Physical problems that remain
Hyams was injured in an accident that worsened his condition and prevented him from working. According to the author’s thesis published in the Sunday Telegraph columns, he regularly raped his wife and was arrested after attacking her and her own mother with a helicopter.
Witnesses had described a man in his 30s with a stiff arm and bent knees. The author discovered medical data indicating that Hyam Hyams, who was 35 in 1888, had suffered an injury that prevented him from “bending or extending” his left arm and that he had problems with his knees and suffered from a severe form of epilepsy, with regular seizures. At least six women were killed between August and November 1888 in the district of Whithechapel or Non-Lon.
A “well documented” thesis
Medical records from several infirmaries and institutions indicate that his physical and mental decline coincided with the time of the murders. The author concludes that Hyams’ physical and mental decline, exacerbated by his alcoholism, caused him to kill. The killings stopped in late 1888, about the time Hyams was apprehended by the police as a “wandering lunatic.” The following year he was imprisoned at Colney Hatch Lunatic Asylum in north London.
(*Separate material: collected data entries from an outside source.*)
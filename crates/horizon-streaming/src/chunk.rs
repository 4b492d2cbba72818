//! Chunk instances and their lifecycle state.

use glam::Vec3;
use horizon_core::{ChunkCoord, SampleGrid};
use horizon_mesh::TerrainMesh;
use horizon_terrain::TerrainOracle;

/// Where a chunk instance currently lives.
#[derive(Clone, Copy, Debug, PartialEq, Eq)]
pub enum ChunkState {
    /// In the free pool, not bound to any coordinate.
    Pooled,
    /// In the active window.
    Active,
    /// Recently left the window; kept initialized for cheap reactivation.
    Inactive,
}

/// A streamed square of terrain.
///
/// Sample and mesh buffers are reused every time the instance is recycled.
#[derive(Debug)]
pub struct Chunk {
    id: u64,
    coord: ChunkCoord,
    origin: Vec3,
    samples: SampleGrid,
    lod: u32,
    state: ChunkState,
    mesh: TerrainMesh,
}

impl Chunk {
    /// Creates an uninitialized pooled instance.
    pub fn new(id: u64) -> Self {
        Self {
            id,
            coord: ChunkCoord::default(),
            origin: Vec3::ZERO,
            samples: SampleGrid::default(),
            lod: 0,
            state: ChunkState::Pooled,
            mesh: TerrainMesh::new(),
        }
    }

    /// Binds the instance to `coord` and samples the terrain under it.
    ///
    /// One sample per world unit, `chunk_size + 1` per side.
    pub fn initialize(&mut self, coord: ChunkCoord, chunk_size: u32, terrain: &dyn TerrainOracle) {
        self.coord = coord;
        self.origin = coord.origin(chunk_size as f32);
        self.samples
            .fill_from(chunk_size as usize + 1, 1.0, self.origin, |x, z| {
                (terrain.height_at(x, z), terrain.is_navigable_at(x, z))
            });
    }

    /// Returns the instance to its pooled state, keeping buffer capacity.
    pub fn reset(&mut self) {
        self.state = ChunkState::Pooled;
        self.lod = 0;
        self.mesh.clear();
    }

    /// Stable instance identifier (unique per streamer).
    pub fn id(&self) -> u64 {
        self.id
    }

    /// Chunk coordinate the instance is bound to.
    pub fn coord(&self) -> ChunkCoord {
        self.coord
    }

    /// World-space origin (minimum corner).
    pub fn origin(&self) -> Vec3 {
        self.origin
    }

    /// Height and navigability samples.
    pub fn samples(&self) -> &SampleGrid {
        &self.samples
    }

    /// Current level of detail.
    pub fn lod(&self) -> u32 {
        self.lod
    }

    /// Current lifecycle state.
    pub fn state(&self) -> ChunkState {
        self.state
    }

    /// Render mesh at the current LOD.
    pub fn mesh(&self) -> &TerrainMesh {
        &self.mesh
    }

    pub(crate) fn set_state(&mut self, state: ChunkState) {
        self.state = state;
    }

    pub(crate) fn set_lod(&mut self, lod: u32) {
        self.lod = lod;
    }

    pub(crate) fn mesh_parts(&mut self) -> (&SampleGrid, u32, &mut TerrainMesh) {
        (&self.samples, self.lod, &mut self.mesh)
    }

    /// Height at a world position inside this chunk.
    pub fn height_at(&self, pos: Vec3) -> f32 {
        self.samples
            .height_bilinear(pos.x - self.origin.x, pos.z - self.origin.z)
    }

    /// Navigability at a world position inside this chunk.
    pub fn is_navigable(&self, pos: Vec3) -> bool {
        self.samples
            .navigable_nearest(pos.x - self.origin.x, pos.z - self.origin.z)
    }
}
According to the Telegraph, leading Jack the Ripper author Paul Begg supports this thesis, which he describes as “well researched” and “well written.” “If you want to get an idea of what kind of man Jack the Ripper could be, Hyam could be Hyams,” he said. In 2014, author and businessman Russell Edwards concluded that Jack the Ripper was Aaron Kosminski, a Jewish immigrant from Poland who worked as a hairdresser and was already a prime suspect. His DNA-based thesis has been challenged.